Elle noua à mon cou les insignes de mon rang et me mit ma perruque de médecin et me caressa la joue, si bien que j'aurais volontiers renoncé à aller au palais doré. Mais je fis courir mes esclaves en leur promettant des coups et de l'or et je pressai les rameurs, si bien que l'eau bouillait le long du bateau. C'est ainsi que je pus pénétrer dans le palais au moment où le soleil descendait sur les montagnes de l'ouest et où les étoiles s'allumaient.

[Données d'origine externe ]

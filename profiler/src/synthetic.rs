//! Synthetic beam frames for tests and the demo camera
//!
//! Frames are rendered analytically and optionally perturbed with seeded
//! normal noise, so every run of a test sees the same pixels.

use ndarray::{Array2, Array3, Axis};
use rand::SeedableRng;
use rand_chacha::ChaCha8Rng;
use rand_distr::{Distribution, Normal, NormalError};

/// Elliptical Gaussian spot description
#[derive(Debug, Clone, Copy, PartialEq)]
pub struct BeamSpec {
    /// Peak value above zero
    pub amplitude: f64,
    /// Centre as (x, y) = (column, row)
    pub center: (f64, f64),
    /// Standard deviation along the rotated x axis
    pub sigma_x: f64,
    /// Standard deviation along the rotated y axis
    pub sigma_y: f64,
    /// Counter-clockwise rotation of the sigma_x axis from +x
    pub angle_degrees: f64,
}

impl BeamSpec {
    /// Round spot with a single sigma
    pub fn round(amplitude: f64, center: (f64, f64), sigma: f64) -> Self {
        Self {
            amplitude,
            center,
            sigma_x: sigma,
            sigma_y: sigma,
            angle_degrees: 0.0,
        }
    }

    /// Value of the spot at pixel (x, y)
    pub fn sample(&self, x: f64, y: f64) -> f64 {
        let (sin_a, cos_a) = self.angle_degrees.to_radians().sin_cos();
        let dx = x - self.center.0;
        let dy = y - self.center.1;
        let u = dx * cos_a + dy * sin_a;
        let v = -dx * sin_a + dy * cos_a;
        let exponent = u * u / (2.0 * self.sigma_x * self.sigma_x)
            + v * v / (2.0 * self.sigma_y * self.sigma_y);
        self.amplitude * (-exponent).exp()
    }
}

/// Render one Gaussian spot into a (rows, cols) frame.
pub fn gaussian_beam(rows: usize, cols: usize, spec: &BeamSpec) -> Array2<f64> {
    Array2::from_shape_fn((rows, cols), |(row, col)| {
        spec.sample(col as f64, row as f64)
    })
}

/// Add seeded normal noise with the given mean and standard deviation.
pub fn add_gaussian_noise(
    frame: &mut Array2<f64>,
    mean: f64,
    std_dev: f64,
    seed: u64,
) -> Result<(), NormalError> {
    let normal = Normal::new(mean, std_dev)?;
    let mut rng = ChaCha8Rng::seed_from_u64(seed);
    frame
        .iter_mut()
        .for_each(|pixel| *pixel += normal.sample(&mut rng));
    Ok(())
}

/// Copy a mono frame into three identical color channels.
pub fn to_color(mono: &Array2<f64>) -> Array3<f64> {
    let (rows, cols) = mono.dim();
    let mut color = Array3::zeros((rows, cols, 3));
    for mut channel in color.axis_iter_mut(Axis(2)) {
        channel.assign(mono);
    }
    color
}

Mais avant de rapporter ma conversation avec la mère royale, je dois raconter qu'elle n'était allée que deux fois à la Cité de l'Horizon pour y voir son fils et que les deux fois elle lui avait reproché sa folie, ce qui avait vivement affecté Akhenaton, car il aimait sa mère et était aveugle pour elle, comme souvent les fils sont aveugles pour leur mère jusqu'au jour où ils se marient et où leur femme leur ouvre les yeux. Mais Nefertiti n'avait pas ouvert les yeux de son mari à cause de son père. Je dois en effet reconnaître franchement qu'en ce temps le prêtre Aï et la reine Tii vivaient librement ensemble et ne cherchaient nullement à dissimuler leur joie et je ne sais pas si le palais royal avait jamais subi pareille honte, mais il est probable que ces choses ne s'écrivent pas et tombent dans l'oubli avec la mort des gens qui en ont été les témoins. Mais je ne veux pas m'exprimer sur la naissance d'Akhenaton, et je crois que son origine est divine, car s'il n'avait pas eu dans les veines le sang de son père royal, il n'aurait pas eu du tout de sang royal, et alors il aurait réellement été un faux pharaon, comme le prétendaient les prêtres, et tout ce qui se passait aurait été encore plus insensé et vain. C'est pourquoi je préfère croire ma raison et mon cœur dans cette affaire.